Source material ->
<<<<

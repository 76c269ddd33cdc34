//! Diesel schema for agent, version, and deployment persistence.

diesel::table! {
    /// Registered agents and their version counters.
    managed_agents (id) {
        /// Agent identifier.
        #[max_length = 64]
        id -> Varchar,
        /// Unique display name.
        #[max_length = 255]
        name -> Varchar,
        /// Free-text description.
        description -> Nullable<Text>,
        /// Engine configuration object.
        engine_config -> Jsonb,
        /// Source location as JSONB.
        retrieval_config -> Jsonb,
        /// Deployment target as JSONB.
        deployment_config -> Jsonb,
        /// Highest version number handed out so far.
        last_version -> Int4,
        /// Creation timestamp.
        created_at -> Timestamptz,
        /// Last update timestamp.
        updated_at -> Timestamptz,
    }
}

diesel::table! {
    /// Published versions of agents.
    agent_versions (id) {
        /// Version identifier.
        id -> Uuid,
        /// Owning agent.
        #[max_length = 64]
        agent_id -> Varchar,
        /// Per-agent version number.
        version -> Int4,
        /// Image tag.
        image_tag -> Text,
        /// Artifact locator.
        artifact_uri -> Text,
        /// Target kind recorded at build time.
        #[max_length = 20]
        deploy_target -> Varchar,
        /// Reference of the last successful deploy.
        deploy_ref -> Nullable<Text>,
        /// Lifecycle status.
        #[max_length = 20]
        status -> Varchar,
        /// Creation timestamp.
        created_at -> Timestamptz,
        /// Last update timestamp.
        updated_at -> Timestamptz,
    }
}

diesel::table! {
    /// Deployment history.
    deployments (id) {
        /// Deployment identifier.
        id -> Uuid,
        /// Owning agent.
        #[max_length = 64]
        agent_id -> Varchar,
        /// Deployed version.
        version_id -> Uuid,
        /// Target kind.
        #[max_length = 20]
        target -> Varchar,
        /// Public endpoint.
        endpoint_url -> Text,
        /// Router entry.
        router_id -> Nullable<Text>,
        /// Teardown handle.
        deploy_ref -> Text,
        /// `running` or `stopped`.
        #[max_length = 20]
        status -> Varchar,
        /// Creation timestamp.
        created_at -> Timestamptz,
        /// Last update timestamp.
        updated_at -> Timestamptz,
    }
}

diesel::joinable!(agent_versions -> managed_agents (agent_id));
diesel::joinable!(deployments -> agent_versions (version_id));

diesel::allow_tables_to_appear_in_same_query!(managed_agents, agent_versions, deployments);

>>>>
<<<<

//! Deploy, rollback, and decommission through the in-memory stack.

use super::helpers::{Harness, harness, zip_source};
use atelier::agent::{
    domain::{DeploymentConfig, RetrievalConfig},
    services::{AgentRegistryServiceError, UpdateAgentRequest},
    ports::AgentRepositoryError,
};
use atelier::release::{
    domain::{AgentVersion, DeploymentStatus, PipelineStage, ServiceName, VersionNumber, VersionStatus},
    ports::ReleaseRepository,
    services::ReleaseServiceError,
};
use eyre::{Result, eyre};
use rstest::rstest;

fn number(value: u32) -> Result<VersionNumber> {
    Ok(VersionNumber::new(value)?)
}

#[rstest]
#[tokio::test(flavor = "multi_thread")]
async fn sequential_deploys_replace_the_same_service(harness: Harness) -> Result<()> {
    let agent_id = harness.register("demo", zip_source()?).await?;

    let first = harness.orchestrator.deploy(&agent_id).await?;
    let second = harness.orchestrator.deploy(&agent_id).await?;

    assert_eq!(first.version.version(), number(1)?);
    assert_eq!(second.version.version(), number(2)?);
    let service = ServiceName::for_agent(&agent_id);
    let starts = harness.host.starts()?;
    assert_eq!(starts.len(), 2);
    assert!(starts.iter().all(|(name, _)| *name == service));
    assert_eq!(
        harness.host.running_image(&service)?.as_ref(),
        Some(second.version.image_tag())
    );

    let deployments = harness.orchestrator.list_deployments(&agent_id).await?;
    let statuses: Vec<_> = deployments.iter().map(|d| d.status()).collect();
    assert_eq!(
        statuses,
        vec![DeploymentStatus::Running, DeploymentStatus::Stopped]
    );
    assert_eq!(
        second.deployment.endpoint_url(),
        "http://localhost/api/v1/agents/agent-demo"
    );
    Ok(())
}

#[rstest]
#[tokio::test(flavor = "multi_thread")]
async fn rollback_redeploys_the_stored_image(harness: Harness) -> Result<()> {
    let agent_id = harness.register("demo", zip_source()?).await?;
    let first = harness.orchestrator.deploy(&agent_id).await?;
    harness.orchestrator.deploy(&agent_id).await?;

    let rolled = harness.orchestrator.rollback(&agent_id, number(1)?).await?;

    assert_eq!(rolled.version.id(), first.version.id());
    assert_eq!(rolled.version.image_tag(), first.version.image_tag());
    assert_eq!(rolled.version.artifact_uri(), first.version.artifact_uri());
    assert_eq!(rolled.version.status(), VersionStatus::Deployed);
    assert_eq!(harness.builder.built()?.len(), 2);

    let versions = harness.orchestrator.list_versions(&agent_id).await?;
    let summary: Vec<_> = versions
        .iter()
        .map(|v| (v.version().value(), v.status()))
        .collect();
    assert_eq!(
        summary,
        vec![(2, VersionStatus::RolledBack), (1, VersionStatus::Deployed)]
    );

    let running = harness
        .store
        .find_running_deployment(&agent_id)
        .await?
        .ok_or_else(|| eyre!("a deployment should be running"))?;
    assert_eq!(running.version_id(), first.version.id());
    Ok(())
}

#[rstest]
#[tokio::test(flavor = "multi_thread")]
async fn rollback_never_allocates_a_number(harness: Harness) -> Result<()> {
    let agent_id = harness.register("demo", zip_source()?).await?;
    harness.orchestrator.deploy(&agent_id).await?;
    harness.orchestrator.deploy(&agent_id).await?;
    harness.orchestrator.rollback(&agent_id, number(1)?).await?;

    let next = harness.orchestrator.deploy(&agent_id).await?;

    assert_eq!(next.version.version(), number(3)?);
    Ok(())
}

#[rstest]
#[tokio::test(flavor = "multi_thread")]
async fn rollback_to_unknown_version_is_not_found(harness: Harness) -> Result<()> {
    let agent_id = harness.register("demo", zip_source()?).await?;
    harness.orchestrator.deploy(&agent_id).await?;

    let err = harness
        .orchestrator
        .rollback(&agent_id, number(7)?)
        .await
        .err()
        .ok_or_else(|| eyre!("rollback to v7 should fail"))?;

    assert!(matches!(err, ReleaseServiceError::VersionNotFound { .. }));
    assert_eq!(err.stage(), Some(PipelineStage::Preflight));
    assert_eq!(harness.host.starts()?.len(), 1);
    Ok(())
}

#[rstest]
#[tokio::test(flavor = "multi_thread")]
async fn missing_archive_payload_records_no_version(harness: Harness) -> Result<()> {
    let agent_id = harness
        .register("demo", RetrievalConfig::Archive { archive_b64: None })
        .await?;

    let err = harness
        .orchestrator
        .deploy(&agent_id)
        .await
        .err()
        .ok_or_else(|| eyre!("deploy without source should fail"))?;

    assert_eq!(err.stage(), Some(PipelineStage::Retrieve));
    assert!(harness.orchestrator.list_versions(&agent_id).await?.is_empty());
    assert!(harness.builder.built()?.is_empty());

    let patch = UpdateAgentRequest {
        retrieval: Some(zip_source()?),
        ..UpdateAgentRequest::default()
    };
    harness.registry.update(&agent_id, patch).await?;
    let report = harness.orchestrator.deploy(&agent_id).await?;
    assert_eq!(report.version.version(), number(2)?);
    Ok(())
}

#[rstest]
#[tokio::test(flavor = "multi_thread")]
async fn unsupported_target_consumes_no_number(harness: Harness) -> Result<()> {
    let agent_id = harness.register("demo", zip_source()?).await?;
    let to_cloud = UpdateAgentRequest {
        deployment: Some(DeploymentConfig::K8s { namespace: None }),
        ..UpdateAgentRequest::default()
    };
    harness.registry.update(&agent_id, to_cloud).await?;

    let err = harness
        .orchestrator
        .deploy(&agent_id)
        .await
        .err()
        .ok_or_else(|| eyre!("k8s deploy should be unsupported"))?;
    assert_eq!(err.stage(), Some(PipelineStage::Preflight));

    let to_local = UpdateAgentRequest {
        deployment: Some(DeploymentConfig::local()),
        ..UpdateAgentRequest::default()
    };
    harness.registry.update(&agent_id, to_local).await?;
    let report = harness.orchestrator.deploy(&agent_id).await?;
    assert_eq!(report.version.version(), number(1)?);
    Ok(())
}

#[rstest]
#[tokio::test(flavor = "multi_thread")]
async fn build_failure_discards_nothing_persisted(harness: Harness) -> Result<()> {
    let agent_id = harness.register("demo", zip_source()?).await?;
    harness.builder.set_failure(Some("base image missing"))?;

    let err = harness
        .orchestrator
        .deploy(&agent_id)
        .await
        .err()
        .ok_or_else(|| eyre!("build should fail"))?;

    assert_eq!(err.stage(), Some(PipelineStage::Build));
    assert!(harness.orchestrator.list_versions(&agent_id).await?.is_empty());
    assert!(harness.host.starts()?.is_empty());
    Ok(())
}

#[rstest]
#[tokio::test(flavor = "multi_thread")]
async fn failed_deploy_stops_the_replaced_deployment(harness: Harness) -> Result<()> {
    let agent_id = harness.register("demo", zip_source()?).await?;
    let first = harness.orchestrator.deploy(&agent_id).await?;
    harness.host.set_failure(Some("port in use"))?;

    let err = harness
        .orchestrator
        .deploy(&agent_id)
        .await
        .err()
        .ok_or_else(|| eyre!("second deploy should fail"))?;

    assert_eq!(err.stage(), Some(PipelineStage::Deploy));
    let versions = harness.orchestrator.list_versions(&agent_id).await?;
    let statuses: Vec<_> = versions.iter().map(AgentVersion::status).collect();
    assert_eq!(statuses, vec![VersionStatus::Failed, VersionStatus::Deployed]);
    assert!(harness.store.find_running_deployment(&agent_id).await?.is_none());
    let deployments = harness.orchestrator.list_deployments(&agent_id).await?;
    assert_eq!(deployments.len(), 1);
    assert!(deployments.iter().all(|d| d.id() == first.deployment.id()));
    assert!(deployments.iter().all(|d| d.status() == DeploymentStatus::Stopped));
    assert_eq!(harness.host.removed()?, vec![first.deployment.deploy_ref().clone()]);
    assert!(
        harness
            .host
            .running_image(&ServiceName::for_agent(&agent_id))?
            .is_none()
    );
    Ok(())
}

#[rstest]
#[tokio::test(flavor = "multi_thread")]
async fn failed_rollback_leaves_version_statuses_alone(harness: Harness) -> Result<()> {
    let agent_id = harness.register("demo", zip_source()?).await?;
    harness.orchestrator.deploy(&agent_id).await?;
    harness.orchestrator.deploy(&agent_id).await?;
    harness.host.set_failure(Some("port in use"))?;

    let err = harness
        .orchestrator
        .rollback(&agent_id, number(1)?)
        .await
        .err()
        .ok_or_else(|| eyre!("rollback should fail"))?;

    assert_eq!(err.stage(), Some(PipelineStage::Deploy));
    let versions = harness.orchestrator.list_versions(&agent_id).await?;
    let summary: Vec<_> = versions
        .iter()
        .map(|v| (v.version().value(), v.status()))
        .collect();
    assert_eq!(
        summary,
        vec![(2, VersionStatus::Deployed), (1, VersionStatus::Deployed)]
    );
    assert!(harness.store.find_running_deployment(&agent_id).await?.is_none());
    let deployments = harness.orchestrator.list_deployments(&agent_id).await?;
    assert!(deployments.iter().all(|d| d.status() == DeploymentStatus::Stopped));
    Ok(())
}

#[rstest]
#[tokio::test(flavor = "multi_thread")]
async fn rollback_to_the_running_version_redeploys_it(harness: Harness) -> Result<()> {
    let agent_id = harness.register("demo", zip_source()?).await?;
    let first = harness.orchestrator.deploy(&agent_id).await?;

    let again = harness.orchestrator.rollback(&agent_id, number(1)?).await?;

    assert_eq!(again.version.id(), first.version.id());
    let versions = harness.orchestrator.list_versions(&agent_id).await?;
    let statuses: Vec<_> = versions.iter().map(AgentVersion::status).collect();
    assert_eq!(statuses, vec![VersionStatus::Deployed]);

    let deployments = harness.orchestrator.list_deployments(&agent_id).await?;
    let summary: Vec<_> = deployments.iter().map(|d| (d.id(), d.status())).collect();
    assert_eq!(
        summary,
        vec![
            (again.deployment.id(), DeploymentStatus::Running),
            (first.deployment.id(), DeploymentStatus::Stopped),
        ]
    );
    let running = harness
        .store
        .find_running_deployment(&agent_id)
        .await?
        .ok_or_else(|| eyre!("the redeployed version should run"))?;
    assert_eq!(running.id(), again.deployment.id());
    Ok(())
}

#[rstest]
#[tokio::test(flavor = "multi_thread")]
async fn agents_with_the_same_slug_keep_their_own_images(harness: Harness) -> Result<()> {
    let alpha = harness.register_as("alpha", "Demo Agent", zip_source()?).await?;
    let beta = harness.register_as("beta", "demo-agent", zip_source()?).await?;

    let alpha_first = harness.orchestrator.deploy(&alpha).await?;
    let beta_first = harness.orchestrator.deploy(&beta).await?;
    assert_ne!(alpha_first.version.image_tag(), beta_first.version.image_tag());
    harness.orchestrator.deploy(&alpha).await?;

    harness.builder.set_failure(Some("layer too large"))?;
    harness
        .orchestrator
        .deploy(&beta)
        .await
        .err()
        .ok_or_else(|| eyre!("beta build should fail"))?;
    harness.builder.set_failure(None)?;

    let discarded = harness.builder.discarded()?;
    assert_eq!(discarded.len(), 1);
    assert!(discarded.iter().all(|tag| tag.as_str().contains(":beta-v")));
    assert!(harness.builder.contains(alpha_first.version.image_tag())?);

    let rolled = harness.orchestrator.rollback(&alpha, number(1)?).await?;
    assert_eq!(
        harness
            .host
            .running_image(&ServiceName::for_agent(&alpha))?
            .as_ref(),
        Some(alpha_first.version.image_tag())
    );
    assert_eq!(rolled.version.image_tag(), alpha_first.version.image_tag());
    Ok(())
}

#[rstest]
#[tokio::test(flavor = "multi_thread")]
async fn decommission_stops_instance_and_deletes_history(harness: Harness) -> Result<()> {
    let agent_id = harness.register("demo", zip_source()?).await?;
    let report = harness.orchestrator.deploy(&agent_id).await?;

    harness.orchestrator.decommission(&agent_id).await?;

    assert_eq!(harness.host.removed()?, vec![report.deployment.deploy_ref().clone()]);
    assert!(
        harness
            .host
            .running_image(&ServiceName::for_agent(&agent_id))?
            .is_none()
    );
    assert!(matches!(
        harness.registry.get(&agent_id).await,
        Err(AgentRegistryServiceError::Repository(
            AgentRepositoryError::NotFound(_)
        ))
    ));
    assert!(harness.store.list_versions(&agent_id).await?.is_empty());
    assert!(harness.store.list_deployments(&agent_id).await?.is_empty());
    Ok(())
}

>>>>
<<<<

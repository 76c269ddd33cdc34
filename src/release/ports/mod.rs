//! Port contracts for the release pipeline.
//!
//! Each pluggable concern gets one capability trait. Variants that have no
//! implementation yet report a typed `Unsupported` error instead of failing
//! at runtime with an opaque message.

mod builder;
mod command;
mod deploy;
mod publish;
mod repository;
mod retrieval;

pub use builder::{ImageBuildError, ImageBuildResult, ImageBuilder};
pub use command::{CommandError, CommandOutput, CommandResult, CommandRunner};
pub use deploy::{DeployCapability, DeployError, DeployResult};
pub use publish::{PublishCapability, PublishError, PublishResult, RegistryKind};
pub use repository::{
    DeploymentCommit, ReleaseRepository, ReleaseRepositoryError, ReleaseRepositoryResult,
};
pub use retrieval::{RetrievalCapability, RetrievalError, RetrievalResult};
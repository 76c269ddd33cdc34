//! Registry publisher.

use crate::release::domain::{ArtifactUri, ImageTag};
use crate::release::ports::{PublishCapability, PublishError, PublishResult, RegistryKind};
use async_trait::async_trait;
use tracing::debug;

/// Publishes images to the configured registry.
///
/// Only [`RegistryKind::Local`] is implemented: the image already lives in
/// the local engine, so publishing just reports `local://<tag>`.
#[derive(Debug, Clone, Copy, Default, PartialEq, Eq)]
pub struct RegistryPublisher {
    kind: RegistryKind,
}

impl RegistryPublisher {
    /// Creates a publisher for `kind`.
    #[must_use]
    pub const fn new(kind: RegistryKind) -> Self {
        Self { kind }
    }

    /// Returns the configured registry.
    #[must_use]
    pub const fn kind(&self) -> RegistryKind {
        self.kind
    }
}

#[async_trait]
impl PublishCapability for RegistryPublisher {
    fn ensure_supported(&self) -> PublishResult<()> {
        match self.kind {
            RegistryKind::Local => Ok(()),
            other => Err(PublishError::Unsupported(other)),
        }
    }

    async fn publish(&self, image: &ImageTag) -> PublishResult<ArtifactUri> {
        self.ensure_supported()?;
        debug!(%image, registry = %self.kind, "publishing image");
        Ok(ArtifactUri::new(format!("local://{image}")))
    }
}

>>>>

Task prompt -> Lines containing the word "builder" are to be counted in the listing; state their number alone.

Answer box -> 9